— What is being asked —
After locating the line that contains "use crate::array::ChunkedArray;" in the data below, set down exactly that line and each one after it through the line that contains "first positional argument", and nothing more.

== Information shown ==

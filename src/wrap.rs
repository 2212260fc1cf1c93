//! Deferred graph builder
//!
//! Wraps an element-producing function into a chunked array: one
//! [`Task::Create`] per block coordinate, each calling the function with
//! that block's concrete shape. The only eager call is the dtype probe,
//! made when the caller does not name a dtype.

use crate::array::ChunkedArray;
use crate::block::{Block, DType, Element};
use crate::errors::{BlockwiseError, Result};
use crate::graph::{ElementFunction, Graph, Key, Param, Params, Task};
use crate::partition::{ChunkSpec, Chunks};
use crate::tokens::{SequentialTokens, TokenSource};
use ndarray::ArrayD;
use std::collections::BTreeMap;
use std::sync::Arc;
use tracing::debug;

/// Everything needed to wrap one element function into a chunked array
#[derive(Debug, Clone)]
pub struct BuildRequest {
    pub function: ElementFunction,
    /// Full array shape; when absent it is taken from a `shape` keyword or
    /// the first positional argument
    pub shape: Option<Vec<usize>>,
    pub chunks: ChunkSpec,
    pub args: Vec<Param>,
    pub kwargs: Params,
    pub dtype: Option<DType>,
    pub name: Option<String>,
}

impl BuildRequest {
    #[must_use]
    pub fn new(function: ElementFunction, chunks: impl Into<ChunkSpec>) -> Self {
        Self {
            function,
            shape: None,
            chunks: chunks.into(),
            args: Vec::new(),
            kwargs: Params::new(),
            dtype: None,
            name: None,
        }
    }

    #[must_use]
    pub fn shape(mut self, shape: &[usize]) -> Self {
        self.shape = Some(shape.to_vec());
        self
    }

    #[must_use]
    pub fn arg(mut self, arg: Param) -> Self {
        self.args.push(arg);
        self
    }

    #[must_use]
    pub fn kwarg(mut self, name: &str, value: Param) -> Self {
        self.kwargs.insert(name.to_string(), value);
        self
    }

    #[must_use]
    pub fn dtype(mut self, dtype: DType) -> Self {
        self.dtype = Some(dtype);
        self
    }

    #[must_use]
    pub fn name(mut self, name: impl Into<String>) -> Self {
        self.name = Some(name.into());
        self
    }
}

/// Builds chunked arrays whose names come from one token source
#[derive(Debug, Clone)]
pub struct GraphBuilder {
    tokens: Arc<dyn TokenSource>,
}

impl Default for GraphBuilder {
    fn default() -> Self {
        Self::new(SequentialTokens::global())
    }
}

impl GraphBuilder {
    #[must_use]
    pub fn new(tokens: Arc<dyn TokenSource>) -> Self {
        Self { tokens }
    }

    /// Wrap an element function into a chunked array
    ///
    /// # Errors
    ///
    /// - [`BlockwiseError::MissingShapeArgument`] if no shape can be resolved
    /// - [`BlockwiseError::InvalidBlockSize`] or [`BlockwiseError::InvalidChunks`]
    ///   if the chunking does not fit the shape
    /// - whatever the element function returns from the dtype probe
    pub fn build(&self, request: BuildRequest) -> Result<ChunkedArray> {
        let BuildRequest {
            function,
            shape,
            chunks,
            mut args,
            mut kwargs,
            dtype,
            name,
        } = request;

        let shape = match shape {
            Some(shape) => shape,
            None => resolve_shape(function, &mut args, &mut kwargs)?,
        };
        let chunks = Chunks::normalize(&chunks, &shape)?;

        let dtype = match dtype {
            Some(dtype) => dtype,
            None => {
                debug!(function = function.name(), ?shape, "probing element function for dtype");
                function.call(&shape, &args, None, &kwargs)?.dtype()
            }
        };
        let name = name.unwrap_or_else(|| self.tokens.next_token(function.name()));

        let tasks: BTreeMap<Key, Task> = chunks
            .block_coords()
            .into_iter()
            .map(|coord| {
                let task = Task::Create {
                    function,
                    shape: chunks.block_shape(&coord)?,
                    args: args.clone(),
                    dtype,
                    kwargs: kwargs.clone(),
                };
                Ok((Key::new(name.as_str(), coord), task))
            })
            .collect::<Result<_>>()?;

        debug!(
            name = name.as_str(),
            blocks = tasks.len(),
            dtype = dtype.as_str(),
            "built chunked array"
        );
        Ok(ChunkedArray::new(
            Graph::from_tasks(tasks),
            name,
            chunks,
            dtype,
            Arc::clone(&self.tokens),
        ))
    }

    /// Split an in-memory array into literal blocks
    ///
    /// # Errors
    ///
    /// Returns an error if the chunking does not fit the array's shape.
    pub fn from_array<T: Element>(
        &self,
        data: &ArrayD<T>,
        chunks: impl Into<ChunkSpec>,
    ) -> Result<ChunkedArray> {
        let chunks = Chunks::normalize(&chunks.into(), data.shape())?;
        let name = self.tokens.next_token("array");
        let whole = T::into_block(data.clone());

        let tasks: BTreeMap<Key, Task> = chunks
            .block_coords()
            .into_iter()
            .map(|coord| {
                let block = whole.slice(&chunks.block_ranges(&coord)?);
                Ok((Key::new(name.as_str(), coord), Task::Literal(block)))
            })
            .collect::<Result<_>>()?;

        debug!(name = name.as_str(), blocks = tasks.len(), "split array into literal blocks");
        Ok(ChunkedArray::new(
            Graph::from_tasks(tasks),
            name,
            chunks,
            T::DTYPE,
            Arc::clone(&self.tokens),
        ))
    }

    /// Chunked array of ones, `Float64` unless `dtype` says otherwise
    ///
    /// # Errors
    ///
    /// Returns an error if the chunking does not fit `shape`.
    pub fn ones(
        &self,
        shape: &[usize],
        chunks: impl Into<ChunkSpec>,
        dtype: Option<DType>,
    ) -> Result<ChunkedArray> {
        self.build(
            BuildRequest::new(ONES, chunks)
                .shape(shape)
                .dtype(dtype.unwrap_or(DType::Float64)),
        )
    }

    /// Chunked array of zeros, `Float64` unless `dtype` says otherwise
    ///
    /// # Errors
    ///
    /// Returns an error if the chunking does not fit `shape`.
    pub fn zeros(
        &self,
        shape: &[usize],
        chunks: impl Into<ChunkSpec>,
        dtype: Option<DType>,
    ) -> Result<ChunkedArray> {
        self.build(
            BuildRequest::new(ZEROS, chunks)
                .shape(shape)
                .dtype(dtype.unwrap_or(DType::Float64)),
        )
    }

    /// Chunked array filled with `fill_value`; the dtype is probed from the
    /// fill value when not given
    ///
    /// # Errors
    ///
    /// Returns an error if the chunking does not fit `shape`.
    pub fn full(
        &self,
        shape: &[usize],
        fill_value: Param,
        chunks: impl Into<ChunkSpec>,
        dtype: Option<DType>,
    ) -> Result<ChunkedArray> {
        let mut request = BuildRequest::new(FULL, chunks)
            .shape(shape)
            .kwarg("fill_value", fill_value);
        request.dtype = dtype;
        self.build(request)
    }
}

fn resolve_shape(
    function: ElementFunction,
    args: &mut Vec<Param>,
    kwargs: &mut Params,
) -> Result<Vec<usize>> {
    let missing = || BlockwiseError::MissingShapeArgument {
        function: function.name().to_string(),
    };
    let param = match kwargs.remove("shape") {
        Some(param) => param,
        None if !args.is_empty() => args.remove(0),
        None => return Err(missing()),
    };
    match param {
        Param::Shape(shape) => Ok(shape),
        Param::Int(len) => usize::try_from(len).map(|len| vec![len]).map_err(|_| missing()),
        _ => Err(missing()),
    }
}

fn fill_with(shape: &[usize], value: f64, dtype: Option<DType>) -> Block {
    Block::filled(shape, value, dtype.unwrap_or(DType::Float64))
}

fn ones_block(shape: &[usize], _args: &[Param], dtype: Option<DType>, _kwargs: &Params) -> Result<Block> {
    Ok(fill_with(shape, 1.0, dtype))
}

fn zeros_block(shape: &[usize], _args: &[Param], dtype: Option<DType>, _kwargs: &Params) -> Result<Block> {
    Ok(fill_with(shape, 0.0, dtype))
}

#[allow(clippy::cast_precision_loss)]
fn full_block(shape: &[usize], args: &[Param], dtype: Option<DType>, kwargs: &Params) -> Result<Block> {
    let fill = kwargs
        .get("fill_value")
        .or_else(|| args.first())
        .ok_or_else(|| BlockwiseError::Kernel("full needs a fill_value".to_string()))?;
    let (value, natural) = match fill {
        Param::Bool(b) => (f64::from(u8::from(*b)), DType::Bool),
        Param::Int(i) => (*i as f64, DType::Int64),
        Param::Float(x) => (*x, DType::Float64),
        Param::Shape(_) => {
            return Err(BlockwiseError::Kernel(
                "full cannot fill with a shape".to_string(),
            ))
        }
    };
    Ok(Block::filled(shape, value, dtype.unwrap_or(natural)))
}

/// Element function producing blocks of ones
pub const ONES: ElementFunction = ElementFunction::new("ones", ones_block);
/// Element function producing blocks of zeros
pub const ZEROS: ElementFunction = ElementFunction::new("zeros", zeros_block);
/// Element function producing blocks of one fill value
pub const FULL: ElementFunction = ElementFunction::new("full", full_block);

/// [`GraphBuilder::ones`] with the process-wide token source
///
/// # Errors
///
/// Returns an error if the chunking does not fit `shape`.
pub fn ones(shape: &[usize], chunks: impl Into<ChunkSpec>) -> Result<ChunkedArray> {
    GraphBuilder::default().ones(shape, chunks, None)
}

/// [`GraphBuilder::zeros`] with the process-wide token source
///
/// # Errors
///
/// Returns an error if the chunking does not fit `shape`.
pub fn zeros(shape: &[usize], chunks: impl Into<ChunkSpec>) -> Result<ChunkedArray> {
    GraphBuilder::default().zeros(shape, chunks, None)
}

/// [`GraphBuilder::full`] with the process-wide token source
///
/// # Errors
///
/// Returns an error if the chunking does not fit `shape`.
pub fn full(shape: &[usize], fill_value: Param, chunks: impl Into<ChunkSpec>) -> Result<ChunkedArray> {
    GraphBuilder::default().full(shape, fill_value, chunks, None)
}

/// [`GraphBuilder::from_array`] with the process-wide token source
///
/// # Errors
///
/// Returns an error if the chunking does not fit the array's shape.
pub fn from_array<T: Element>(data: &ArrayD<T>, chunks: impl Into<ChunkSpec>) -> Result<ChunkedArray> {
    GraphBuilder::default().from_array(data, chunks)
}
//! Centralized error handling for blockwise
//!
//! Every structural error is detected while a graph or a reduction plan is
//! being constructed, never while it executes. The variants carry the
//! offending shape, axis or blocksize so callers can report them directly.

use thiserror::Error;

/// Main error type for blockwise operations
#[derive(Debug, Error)]
pub enum BlockwiseError {
    /// A blocksize of zero was supplied to the partitioner
    #[error("invalid blocksize {blocksize}: blocksize must be at least 1")]
    InvalidBlockSize { blocksize: usize },

    /// An explicit block-size plan does not describe the shape it is paired with
    #[error("invalid chunks {chunks:?} for shape {shape:?}: {message}")]
    InvalidChunks {
        shape: Vec<usize>,
        chunks: Vec<Vec<usize>>,
        message: String,
    },

    /// A reduction axis outside `[-ndim, ndim)`
    #[error("axis {axis} is out of bounds for array with {ndim} dimensions")]
    AxisOutOfBounds { axis: isize, ndim: usize },

    /// A block coordinate outside the block grid of an array
    #[error("block {coord:?} is outside a grid of {numblocks:?} blocks")]
    BlockOutOfBounds {
        coord: Vec<usize>,
        numblocks: Vec<usize>,
    },

    /// The same axis was named twice in one reduction
    #[error("axis {axis} appears more than once in the reduction axes")]
    DuplicateAxis { axis: usize },

    /// The element-producing function was given no resolvable shape
    #[error("element function '{function}' was called without a shape argument")]
    MissingShapeArgument { function: String },

    /// Multi-axis argument reduction without a linearization order
    #[error("argument reduction over axes {axes:?} needs an index order to linearize positions")]
    AmbiguousArgIndex { axes: Vec<usize> },

    /// Central moments are defined from order 2 upward
    #[error("moment order {order} is invalid: order must be at least 2")]
    InvalidMomentOrder { order: u32 },

    /// A reduction with no identity over an axis holding no blocks
    #[error("{reduction} over axes {axes:?} has no blocks to reduce and no identity")]
    EmptyReduction { reduction: String, axes: Vec<usize> },

    /// A task referenced a key that is not part of the graph
    #[error("key {key} is not present in the graph")]
    MissingKey { key: String },

    /// Error raised by an element function or kernel while executing
    #[error("kernel error: {0}")]
    Kernel(String),

    /// Thread pool configuration error
    #[error("thread pool error: {0}")]
    ThreadPool(String),

    /// Array shape or dimension error
    #[error("array error: {0}")]
    Shape(#[from] ndarray::ShapeError),
}

/// Result type alias for blockwise operations
pub type Result<T> = std::result::Result<T, BlockwiseError>;
// Text rendering of the results, one bar per option.

use survey_tally::FrequencyTable;

/// The colors of the bars, cycled by option index.
pub const BAR_COLORS: [&str; 6] = [
    "#22c55e", "#3b82f6", "#f59e0b", "#ef4444", "#8b5cf6", "#ec4899",
];

/// The width of the longest bar of a question.
const BAR_WIDTH: u64 = 40;

pub fn bar_color(option_idx: usize) -> &'static str {
    BAR_COLORS[option_idx % BAR_COLORS.len()]
}

#[derive(Eq, PartialEq, Debug, Clone)]
pub enum ChartView {
    /// The answers could not be fetched.
    Error(String),
    NoQuestions,
    Results {
        title: String,
        tables: Vec<FrequencyTable>,
    },
}

impl ChartView {
    pub fn new(title: &str, tables: &[FrequencyTable]) -> ChartView {
        if tables.is_empty() {
            ChartView::NoQuestions
        } else {
            ChartView::Results {
                title: title.to_string(),
                tables: tables.to_vec(),
            }
        }
    }
}

fn bar_len(count: u64, max_count: u64) -> usize {
    if max_count == 0 {
        0
    } else {
        (count * BAR_WIDTH / max_count) as usize
    }
}

fn render_table(table: &FrequencyTable, out: &mut Vec<String>) {
    out.push(table.question.clone());
    if table.is_empty() {
        out.push("  No options for this question.".to_string());
        return;
    }
    let width = table
        .entries
        .iter()
        .map(|e| e.option.chars().count())
        .max()
        .unwrap_or(0);
    let max_count = table.entries.iter().map(|e| e.count).max().unwrap_or(0);
    for e in table.entries.iter() {
        let bar = "#".repeat(bar_len(e.count, max_count));
        if bar.is_empty() {
            out.push(format!("  {:<width$} {}", e.option, e.count, width = width));
        } else {
            out.push(format!(
                "  {:<width$} {} {}",
                e.option,
                bar,
                e.count,
                width = width
            ));
        }
    }
}

pub fn render_chart(view: &ChartView) -> String {
    match view {
        ChartView::Error(msg) => format!("Error: {}", msg),
        ChartView::NoQuestions => "This survey has no questions yet.".to_string(),
        ChartView::Results { title, tables } => {
            let mut lines: Vec<String> = vec![format!("Survey results: {}", title)];
            for table in tables {
                lines.push(String::new());
                render_table(table, &mut lines);
            }
            lines.join("\n")
        }
    }
}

===

— Your response —
use crate::array::ChunkedArray;
use crate::block::{Block, DType, Element};
use crate::errors::{BlockwiseError, Result};
use crate::graph::{ElementFunction, Graph, Key, Param, Params, Task};
use crate::partition::{ChunkSpec, Chunks};
use crate::tokens::{SequentialTokens, TokenSource};
use ndarray::ArrayD;
use std::collections::BTreeMap;
use std::sync::Arc;
use tracing::debug;

/// Everything needed to wrap one element function into a chunked array
#[derive(Debug, Clone)]
pub struct BuildRequest {
    pub function: ElementFunction,
    /// Full array shape; when absent it is taken from a `shape` keyword or
    /// the first positional argument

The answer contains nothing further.